Mr Martin said: "No one party should have a veto over whether the Executive exists or continues on, and likewise with the Assembly.

"I believe that decision is very damaging to politics itself, and to people's trust in politics."

On Friday, Mr Donaldson warned that his party will not support the restoration of the power-sharing Executive at Stormont after elections in May, if the dispute over the Protocol is not resolved to its satisfaction.

He told RTÉ News: "There would be little point in me withdrawing a minister from the executive and then, even if the Protocol issues haven't been resolved, forming a government after the Assembly elections.

Jeffrey Donaldson
Jeffrey Donaldson says the Protocol must be resolved to the DUP's satisfaction

"We want to seek a fresh mandate, but we are clear, that mandate is based on getting a quick resolution on the Protocol, getting a solution that we can all live with, and then moving on with the process of government in Northern Ireland, delivering for everyone here.

"We are very clear.
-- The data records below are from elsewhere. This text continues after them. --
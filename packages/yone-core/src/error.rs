//! Centralized error types for the Yone core library.
//!
//! This module provides a unified error handling system that:
//! - Defines structured error types per concern using `thiserror`
//! - Gives every error a stable machine-readable code via [`ErrorCode`]
//! - Maps the application-wide error to HTTP status codes for the status API

use axum::http::StatusCode;
use axum::response::{IntoResponse, Response};
use axum::Json;
use serde::Serialize;
use thiserror::Error;

/// Trait for error types that provide machine-readable error codes.
///
/// Implement this trait to provide consistent error codes across different
/// error conversion paths.
pub trait ErrorCode {
    /// Returns a machine-readable error code.
    fn code(&self) -> &'static str;
}

// ─────────────────────────────────────────────────────────────────────────────
// Resolution Errors
// ─────────────────────────────────────────────────────────────────────────────

/// A reference or attachment could not be turned into a track.
///
/// Always reported per item; never aborts a batch.
#[derive(Debug, Error)]
pub enum ResolveError {
    /// The resolver executable could not be started.
    #[error("resolver unavailable: {0}")]
    Unavailable(String),

    /// The resolver ran but reported failure.
    #[error("resolver exited with status {status}: {stderr}")]
    Process { status: i32, stderr: String },

    /// The resolver output could not be parsed.
    #[error("unreadable resolver output: {0}")]
    Parse(String),

    /// The reference resolved to nothing playable.
    #[error("nothing playable found for {0}")]
    NotFound(String),

    /// An attachment could not be fetched.
    #[error("attachment download failed: {0}")]
    Download(String),

    /// Local filesystem error while staging an attachment.
    #[error("I/O error: {0}")]
    Io(#[from] std::io::Error),
}

impl ErrorCode for ResolveError {
    fn code(&self) -> &'static str {
        match self {
            Self::Unavailable(_) => "resolver_unavailable",
            Self::Process { .. } => "resolver_failed",
            Self::Parse(_) => "resolver_parse_error",
            Self::NotFound(_) => "not_found",
            Self::Download(_) => "download_failed",
            Self::Io(_) => "io_error",
        }
    }
}

/// Convenient Result alias for resolution.
pub type ResolveResult<T> = Result<T, ResolveError>;

// ─────────────────────────────────────────────────────────────────────────────
// Transport Errors
// ─────────────────────────────────────────────────────────────────────────────

/// Voice transport failures: connection, playback start, and closure.
#[derive(Debug, Error, Clone, PartialEq, Eq)]
pub enum TransportError {
    /// No live transport for the guild.
    #[error("transport is not connected")]
    NotConnected,

    /// Connection attempts are suppressed after an endpoint rejection.
    #[error("connection attempts suppressed for another {remaining_secs}s")]
    CoolingDown { remaining_secs: u64 },

    /// Connection did not complete in time.
    #[error("connection timed out after {0}s")]
    Timeout(u64),

    /// The underlying socket closed with a close code.
    #[error("connection closed with code {0}")]
    Closed(u16),

    /// Connection establishment failed for another reason.
    #[error("connection failed: {0}")]
    Connect(String),

    /// The external decoder executable is missing.
    #[error("decoder executable not found: {0}")]
    DecoderMissing(String),

    /// Playback could not be started.
    #[error("playback failed: {0}")]
    Playback(String),
}

impl ErrorCode for TransportError {
    fn code(&self) -> &'static str {
        match self {
            Self::NotConnected => "not_connected",
            Self::CoolingDown { .. } => "cooling_down",
            Self::Timeout(_) => "connect_timeout",
            Self::Closed(_) => "connection_closed",
            Self::Connect(_) => "connect_failed",
            Self::DecoderMissing(_) => "decoder_missing",
            Self::Playback(_) => "playback_failed",
        }
    }
}

/// Convenient Result alias for transport operations.
pub type TransportResult<T> = Result<T, TransportError>;

// ─────────────────────────────────────────────────────────────────────────────
// Control Errors
// ─────────────────────────────────────────────────────────────────────────────

/// Rejections from the control surface. State is never mutated when one is returned.
#[derive(Debug, Error, Clone, PartialEq, Eq)]
pub enum ControlError {
    /// The actor does not own the panel the action came from.
    #[error("only the panel owner can use these controls")]
    NotPanelOwner,

    /// No session exists for the guild.
    #[error("the queue is empty")]
    NoSession,

    /// The action needs a track that is currently playing.
    #[error("nothing is playing")]
    NothingPlaying,

    /// Seek offset at or beyond the known track length.
    #[error("track is only {duration}s long (requested {requested}s)")]
    SeekOutOfRange { requested: u64, duration: u64 },

    /// A time specification could not be parsed.
    #[error("invalid time: {0}")]
    InvalidTime(String),

    /// The selection matched no queue entries.
    #[error("no queue entries selected")]
    EmptySelection,

    /// A panel button referenced an entry that no longer exists.
    #[error("queue entry {0} no longer exists")]
    StaleIndex(usize),
}

impl ErrorCode for ControlError {
    fn code(&self) -> &'static str {
        match self {
            Self::NotPanelOwner => "not_panel_owner",
            Self::NoSession => "no_session",
            Self::NothingPlaying => "nothing_playing",
            Self::SeekOutOfRange { .. } => "seek_out_of_range",
            Self::InvalidTime(_) => "invalid_time",
            Self::EmptySelection => "empty_selection",
            Self::StaleIndex(_) => "stale_index",
        }
    }
}

/// Convenient Result alias for control actions.
pub type ControlResult<T> = Result<T, ControlError>;

// ─────────────────────────────────────────────────────────────────────────────
// Display Errors
// ─────────────────────────────────────────────────────────────────────────────

/// A display artifact could not be sent, edited or deleted.
///
/// Never fatal: callers log it and carry on.
#[derive(Debug, Error, Clone, PartialEq, Eq)]
pub enum DisplayError {
    /// The artifact no longer exists (deleted by someone else).
    #[error("display artifact is gone")]
    Gone,

    /// The sink rejected the request.
    #[error("display sink error: {0}")]
    Sink(String),
}

impl ErrorCode for DisplayError {
    fn code(&self) -> &'static str {
        match self {
            Self::Gone => "artifact_gone",
            Self::Sink(_) => "sink_error",
        }
    }
}

/// Convenient Result alias for display sinks.
pub type DisplayResult<T> = Result<T, DisplayError>;

// ─────────────────────────────────────────────────────────────────────────────
// Application Error
// ─────────────────────────────────────────────────────────────────────────────

/// Application-wide error type for engine entry points and the status API.
#[derive(Debug, Error, Serialize)]
#[serde(tag = "type", content = "details")]
pub enum YoneError {
    /// Track resolution failed.
    #[error("Resolution failed: {0}")]
    Resolve(String),

    /// Voice transport failure.
    #[error("Transport error: {0}")]
    Transport(String),

    /// Connection attempts are suppressed for the guild.
    #[error("Cooling down: {0}")]
    CoolingDown(String),

    /// A control action was rejected.
    #[error("Rejected: {0}")]
    Control(String),

    /// The requester is not in a voice channel.
    #[error("Requester is not in a voice channel")]
    NotInVoice,

    /// Requested session does not exist.
    #[error("Session not found: {0}")]
    SessionNotFound(String),

    /// Client sent an invalid or malformed request.
    #[error("Invalid request: {0}")]
    InvalidRequest(String),

    /// Server configuration error.
    #[error("Configuration error: {0}")]
    Configuration(String),

    /// Internal error.
    #[error("Internal error: {0}")]
    Internal(String),
}

impl YoneError {
    /// Returns a machine-readable error code for API responses.
    pub fn code(&self) -> &'static str {
        match self {
            Self::Resolve(_) => "resolve_failed",
            Self::Transport(_) => "transport_error",
            Self::CoolingDown(_) => "cooling_down",
            Self::Control(_) => "control_rejected",
            Self::NotInVoice => "not_in_voice",
            Self::SessionNotFound(_) => "session_not_found",
            Self::InvalidRequest(_) => "invalid_request",
            Self::Configuration(_) => "configuration_error",
            Self::Internal(_) => "internal_error",
        }
    }

    /// Maps the error to an appropriate HTTP status code.
    pub fn status_code(&self) -> StatusCode {
        match self {
            Self::SessionNotFound(_) => StatusCode::NOT_FOUND,
            Self::InvalidRequest(_) | Self::NotInVoice | Self::Control(_) => {
                StatusCode::BAD_REQUEST
            }
            Self::CoolingDown(_) => StatusCode::TOO_MANY_REQUESTS,
            Self::Configuration(_) => StatusCode::SERVICE_UNAVAILABLE,
            Self::Transport(_) | Self::Resolve(_) => StatusCode::BAD_GATEWAY,
            Self::Internal(_) => StatusCode::INTERNAL_SERVER_ERROR,
        }
    }
}

/// Convenient Result alias for application-wide operations.
pub type YoneResult<T> = Result<T, YoneError>;

/// JSON response body for error responses.
#[derive(Serialize)]
struct ErrorResponse {
    error: &'static str,
    message: String,
    status: u16,
}

impl IntoResponse for YoneError {
    fn into_response(self) -> Response {
        let status = self.status_code();
        let body = ErrorResponse {
            error: self.code(),
            message: self.to_string(),
            status: status.as_u16(),
        };
        (status, Json(body)).into_response()
    }
}

impl From<ResolveError> for YoneError {
    fn from(err: ResolveError) -> Self {
        Self::Resolve(err.to_string())
    }
}

impl From<TransportError> for YoneError {
    fn from(err: TransportError) -> Self {
        match err {
            TransportError::CoolingDown { .. } => Self::CoolingDown(err.to_string()),
            other => Self::Transport(other.to_string()),
        }
    }
}

impl From<ControlError> for YoneError {
    fn from(err: ControlError) -> Self {
        match err {
            ControlError::NoSession => Self::SessionNotFound(err.to_string()),
            other => Self::Control(other.to_string()),
        }
    }
}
We want to see the EU and the UK government reach an agreement and my preference would be that that happens before the Assembly election so that we can all seek a fresh mandate and form a government.
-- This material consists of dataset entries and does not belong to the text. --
//! The per-session player loop.
//!
//! One loop runs per session. It drains the queue into the transport one
//! track at a time, applies the loop policy when a track ends and tears the
//! session down once the queue has stayed empty past the grace window.
//!
//! ```text
//! DrainingWait ──(tracks)──► Preparing ──(started)──► Playing
//!      ▲   │                   │    ▲                    │
//!      │   └─(grace expired)   └────┘ start failed       ▼
//!      │          ▼                                Transitioning
//!      │     Terminated ◄──(transport lost)──┐          │
//!      └─────────────────────────────────────┴──────────┘
//! ```

use std::sync::Arc;

use tokio::time::Instant;
use tokio_util::sync::CancellationToken;

use crate::display::DisplaySynchronizer;
use crate::error::TransportError;
use crate::events::{EventEmitter, SessionEvent, TeardownReason};
use crate::runtime::{TaskSpawner, TokioSpawner};
use crate::session::{Advance, PreparedTrack, Session, SessionHandle, SessionStore};
use crate::state::{DecoderConfig, PlayerConfig};
use crate::transport::{PlaybackCompletion, PlaybackEnd, StartOptions};
use crate::utils::now_millis;

/// Where the loop currently is.
#[derive(Debug, Clone, Copy, PartialEq, Eq)]
pub enum PlayerPhase {
    DrainingWait,
    Preparing,
    Playing,
    Transitioning,
    Terminated,
}

/// Shared collaborators of every player loop.
#[derive(Clone)]
pub struct PlayerContext {
    pub store: Arc<SessionStore>,
    pub display: DisplaySynchronizer,
    pub emitter: Arc<dyn EventEmitter>,
    pub player: PlayerConfig,
    pub decoder: DecoderConfig,
    pub spawner: TokioSpawner,
}

impl PlayerContext {
    /// Starts a player loop for the session unless one is already running.
    ///
    /// Returns true if a loop was started.
    pub fn ensure_player(&self, session: &Arc<SessionHandle>) -> bool {
        if session.is_destroyed() || !session.with(Session::claim_player) {
            session.wake_player();
            return false;
        }

        let player = PlayerLoop::new(self.clone(), Arc::clone(session));
        let task = self
            .spawner
            .spawn_cancellable("player", move |token| player.run(token));
        session.set_player_task(task);
        log::debug!("[Player] Started loop for guild {}", session.guild());
        true
    }
}

/// State machine driving one session's playback.
pub struct PlayerLoop {
    ctx: PlayerContext,
    session: Arc<SessionHandle>,
    phase: PlayerPhase,
}

enum Started {
    Playing(PlaybackCompletion),
    Skipped,
}

impl PlayerLoop {
    pub fn new(ctx: PlayerContext, session: Arc<SessionHandle>) -> Self {
        Self {
            ctx,
            session,
            phase: PlayerPhase::DrainingWait,
        }
    }

    pub fn phase(&self) -> PlayerPhase {
        self.phase
    }

    fn enter(&mut self, phase: PlayerPhase) {
        if self.phase != phase {
            log::trace!(
                "[Player] Guild {} {:?} -> {:?}",
                self.session.guild(),
                self.phase,
                phase
            );
            self.phase = phase;
        }
    }

    /// Runs until the session is torn down or the token is cancelled.
    pub async fn run(mut self, token: CancellationToken) {
        let guild = self.session.guild();
        while self.phase != PlayerPhase::Terminated {
            if token.is_cancelled() || self.session.is_destroyed() {
                self.enter(PlayerPhase::Terminated);
                break;
            }

            if self.session.read(Session::is_empty) {
                self.enter(PlayerPhase::DrainingWait);
                if !self.wait_for_tracks(&token).await {
                    continue;
                }
            }

            if !self.session.transport().is_connected() {
                log::info!("[Player] Guild {} transport gone, stopping", guild);
                self.terminate(TeardownReason::TransportLost).await;
                continue;
            }

            self.enter(PlayerPhase::Preparing);
            let Some(prepared) = self.session.with(Session::prepare_next) else {
                continue;
            };
            let completion = match self.start(&prepared).await {
                Started::Playing(completion) => completion,
                Started::Skipped => continue,
            };

            self.enter(PlayerPhase::Playing);
            let end = tokio::select! {
                _ = token.cancelled() => {
                    self.enter(PlayerPhase::Terminated);
                    break;
                }
                end = completion => end,
            };

            self.enter(PlayerPhase::Transitioning);
            self.ctx.display.stop_progress(&self.session);
            self.finish(&prepared, end).await;
        }
        log::debug!("[Player] Loop for guild {} exited", guild);
    }

    /// Waits out the grace window. Returns true once the queue has tracks.
    ///
    /// Tears the session down if the window expires with the queue still empty.
    async fn wait_for_tracks(&mut self, token: &CancellationToken) -> bool {
        let deadline = Instant::now() + self.ctx.player.empty_queue_grace();
        loop {
            if !self.session.read(Session::is_empty) {
                return true;
            }
            tokio::select! {
                _ = token.cancelled() => {
                    self.enter(PlayerPhase::Terminated);
                    return false;
                }
                _ = tokio::time::sleep_until(deadline) => {
                    if !self.session.read(Session::is_empty) {
                        return true;
                    }
                    log::info!(
                        "[Player] Guild {} queue empty for {}s, leaving",
                        self.session.guild(),
                        self.ctx.player.empty_queue_grace_secs
                    );
                    self.terminate(TeardownReason::QueueExhausted).await;
                    return false;
                }
                _ = self.session.player_woken() => {}
            }
        }
    }

    async fn terminate(&mut self, reason: TeardownReason) {
        self.enter(PlayerPhase::Terminated);
        self.ctx.store.destroy_from_player(&self.session, reason).await;
    }

    async fn start(&self, prepared: &PreparedTrack) -> Started {
        let session = &self.session;
        let title = &prepared.track.title;
        let options = StartOptions::for_track(&prepared.track, prepared.seek, &self.ctx.decoder);

        let completion = match session.transport().play(&prepared.track, &options) {
            Ok(completion) => completion,
            Err(e) => {
                log::error!("[Player] Guild {} failed to start '{}': {}", session.guild(), title, e);
                let notice = match e {
                    TransportError::DecoderMissing(_) => {
                        "⚠️ **ffmpeg not found**: install it on the host and try again".to_string()
                    }
                    other => format!("⚠️ Failed to play `{title}` ({other})"),
                };
                self.notify(&notice).await;
                let dropped = session.with(Session::drop_current);
                session.release(dropped);
                return Started::Skipped;
            }
        };

        let offset = prepared.seek.unwrap_or(0);
        session.with(|s| s.begin_playback(Instant::now(), offset));
        log::info!(
            "[Player] Guild {} playing '{}' from {}s",
            session.guild(),
            title,
            offset
        );
        self.ctx.emitter.emit_session(SessionEvent::TrackStarted {
            guild_id: session.guild(),
            title: title.clone(),
            start_offset: offset,
            timestamp: now_millis(),
        });

        if prepared.announce {
            if let Err(e) = session
                .sink()
                .notify(&format!("▶️ **Now playing**: {title}"), None)
                .await
            {
                log::debug!("[Player] Guild {} announce failed: {}", session.guild(), e);
            }
        }
        self.ctx.display.refresh(session).await;
        self.ctx.display.start_progress(session);
        Started::Playing(completion)
    }

    async fn finish(&self, prepared: &PreparedTrack, end: PlaybackEnd) {
        let session = &self.session;
        match &end {
            PlaybackEnd::Failed(reason) => log::warn!(
                "[Player] Guild {} playback of '{}' failed: {}",
                session.guild(),
                prepared.track.title,
                reason
            ),
            other => log::debug!(
                "[Player] Guild {} '{}' ended: {:?}",
                session.guild(),
                prepared.track.title,
                other
            ),
        }

        let (advance, loop_mode) = session.with(|s| (s.finish_track(), s.loop_mode));
        match advance {
            Advance::Restart => {}
            Advance::Next { released } => {
                session.release(released);
                self.ctx.emitter.emit_session(SessionEvent::TrackFinished {
                    guild_id: session.guild(),
                    title: prepared.track.title.clone(),
                    loop_mode,
                    timestamp: now_millis(),
                });
            }
        }
        self.ctx.display.refresh(session).await;
    }

    async fn notify(&self, text: &str) {
        let ttl = Some(self.ctx.player.notice_ttl());
        if let Err(e) = self.session.sink().notify(text, ttl).await {
            log::debug!("[Player] Guild {} notice failed: {}", self.session.guild(), e);
        }
    }
}

#[cfg(test)]
mod tests {
    use super::*;
    use crate::display::testing::RecordingSink;
    use crate::events::NoopEventEmitter;
    use crate::track::{Track, TrackJanitor};
    use crate::transport::testing::MockTransport;
    use crate::transport::TransportHandle;
    use crate::types::{ChannelId, GuildId};
    use parking_lot::Mutex;
    use std::sync::atomic::Ordering;
    use std::time::Duration;

    #[derive(Default)]
    struct RecordingJanitor {
        released: Mutex<Vec<String>>,
    }

    impl TrackJanitor for RecordingJanitor {
        fn release(&self, track: Track) {
            self.released.lock().push(track.title);
        }
    }

    struct Fixture {
        ctx: PlayerContext,
        session: Arc<SessionHandle>,
        transport: Arc<MockTransport>,
        sink: Arc<RecordingSink>,
        janitor: Arc<RecordingJanitor>,
    }

    fn fixture(titles: &[&str]) -> Fixture {
        let store = Arc::new(SessionStore::new(Arc::new(NoopEventEmitter)));
        let transport = MockTransport::new(ChannelId(1));
        let sink = Arc::new(RecordingSink::default());
        let janitor = Arc::new(RecordingJanitor::default());
        let (session, _) = store.get_or_create(GuildId(1), {
            let (transport, sink, janitor) = (transport.clone(), sink.clone(), janitor.clone());
            move || SessionHandle::new(GuildId(1), transport, sink, janitor)
        });
        session.with(|s| {
            s.push_tracks(
                titles
                    .iter()
                    .map(|t| Track::remote(*t, format!("https://x/{t}"), Some(100))),
            )
        });
        let spawner = TokioSpawner::current();
        let ctx = PlayerContext {
            store,
            display: DisplaySynchronizer::new(Duration::from_secs(1), spawner.clone()),
            emitter: Arc::new(NoopEventEmitter),
            player: PlayerConfig::default(),
            decoder: DecoderConfig::default(),
            spawner,
        };
        Fixture {
            ctx,
            session,
            transport,
            sink,
            janitor,
        }
    }

    async fn settle() {
        tokio::time::sleep(Duration::from_millis(10)).await;
    }

    fn released(f: &Fixture) -> Vec<String> {
        f.janitor.released.lock().clone()
    }

    #[tokio::test(start_paused = true)]
    async fn drains_queue_then_leaves_after_grace() {
        let f = fixture(&["a", "b"]);
        assert!(f.ctx.ensure_player(&f.session));
        settle().await;
        assert_eq!(f.transport.played_titles(), vec!["a"]);
        assert!(f.sink.has_notice("▶️ **Now playing**: a"));

        assert!(f.transport.finish());
        settle().await;
        assert_eq!(f.transport.played_titles(), vec!["a", "b"]);
        assert_eq!(released(&f), vec!["a"]);

        assert!(f.transport.finish());
        settle().await;
        assert!(!f.session.is_destroyed());

        tokio::time::sleep(Duration::from_secs(6)).await;
        assert!(f.session.is_destroyed());
        assert_eq!(f.transport.disconnects.load(Ordering::SeqCst), 1);
        assert_eq!(released(&f), vec!["a", "b"]);
        assert!(f.ctx.store.get(GuildId(1)).is_none());
    }

    #[tokio::test(start_paused = true)]
    async fn tracks_added_during_grace_resume_playback() {
        let f = fixture(&[]);
        f.ctx.ensure_player(&f.session);
        tokio::time::sleep(Duration::from_secs(2)).await;

        f.session
            .with(|s| s.push_tracks([Track::remote("late", "https://x/late", None)]));
        assert!(!f.ctx.ensure_player(&f.session));
        settle().await;

        assert_eq!(f.transport.played_titles(), vec!["late"]);
        tokio::time::sleep(Duration::from_secs(10)).await;
        assert!(!f.session.is_destroyed());
    }

    #[tokio::test(start_paused = true)]
    async fn only_one_loop_per_session() {
        let f = fixture(&["a"]);
        assert!(f.ctx.ensure_player(&f.session));
        assert!(!f.ctx.ensure_player(&f.session));
        settle().await;
        assert_eq!(f.transport.played_titles(), vec!["a"]);
    }

    #[tokio::test(start_paused = true)]
    async fn start_failure_drops_track_and_continues() {
        let f = fixture(&["bad", "good"]);
        f.transport
            .fail_next
            .lock()
            .push_back(TransportError::Playback("boom".into()));

        f.ctx.ensure_player(&f.session);
        settle().await;

        assert_eq!(f.transport.played_titles(), vec!["good"]);
        assert_eq!(released(&f), vec!["bad"]);
        assert!(f.sink.has_notice("Failed to play `bad`"));
    }

    #[tokio::test(start_paused = true)]
    async fn seek_restarts_current_without_announcing() {
        let f = fixture(&["a", "b"]);
        f.ctx.ensure_player(&f.session);
        settle().await;

        f.session.with(|s| s.request_seek(30)).unwrap();
        f.transport.stop();
        settle().await;

        let plays = f.transport.plays.lock().clone();
        assert_eq!(plays.len(), 2);
        assert_eq!(plays[1].0, "a");
        assert_eq!(plays[1].1.start_offset, Some(30));
        assert!(plays[1].1.before_options.starts_with("-ss 30"));
        assert_eq!(
            f.sink
                .notices()
                .iter()
                .filter(|n| n.contains("Now playing"))
                .count(),
            1
        );
        assert!(released(&f).is_empty());
        assert_eq!(f.session.read(|s| s.position(Instant::now())), 30);
    }

    #[tokio::test(start_paused = true)]
    async fn lost_transport_terminates_loop() {
        let f = fixture(&["a", "b"]);
        f.ctx.ensure_player(&f.session);
        settle().await;

        f.transport.connected.store(false, Ordering::SeqCst);
        f.transport.finish();
        settle().await;

        assert!(f.session.is_destroyed());
        assert_eq!(released(&f), vec!["a", "b"]);
        assert_eq!(f.transport.played_titles(), vec!["a"]);
    }
}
"But if agreement is not reached between the government and the EU, if we haven't got a satisfactory outcome on the Protocol, then I am clear, the DUP will not be involved in forming a government in Northern Ireland until those issues have been satisfactorily addressed."

Mr Martin said the DUP should have awaited the outcome of UK-EU negotiations before making a decision.

He said European Commission vice-president Maroš Šefčovič had shown "good faith" and "responded quickly" to concerns over the Northern Ireland Protocol.

"It's not the European Union's fault that this has gone on so long in respect of the talks around the resolution of issues pertaining to the Protocol and the trade agreement," Mr Martin said.

"Those discussions are now continuing between the European Union and the United Kingdom. The conclusion of those should have been awaited, in my view.

"A lot of progress has been made. And a lot of advances were made by the European Union side, and they're still prepared to engage with the United Kingdom and those talks are continuing," said Mr Martin.

Paul Givan announced his resignation as Stormont's First Minister yesterday evening after less than a year in the role. The move also triggered the automatic removal of Sinn Féin's Michelle O'Neill from the Deputy First Minister position.

Paul Givan
Paul Givan pictured at a press conference announcing his resignation in Belfast yesterday

Governing powers were formally removed from the Northern Ireland Executive at midnight.

Other Stormont ministers can remain in post, but the Executive can no longer meet and is unable to take significant policy decisions.

Yesterday's events in Northern Ireland unfolded as the UK's Brexit negotiator Liz Truss and European Commission vice president Mr Šefčovič met to take stock of negotiations aimed at reducing the red tape associated with the Protocol.

The pair will meet again in London next week to continue discussions.

Power sharing is the only game in town, says McDonald

The Sinn Féin leader Mary Lou McDonald said the DUP needs to accept that power sharing is "the only game in town" and that they do not have a veto over the future of Stormont.

Mary Lou McDonald

Responding to Mr Donaldson's comments, Ms McDonald said it was a "very misguided electoral stunt".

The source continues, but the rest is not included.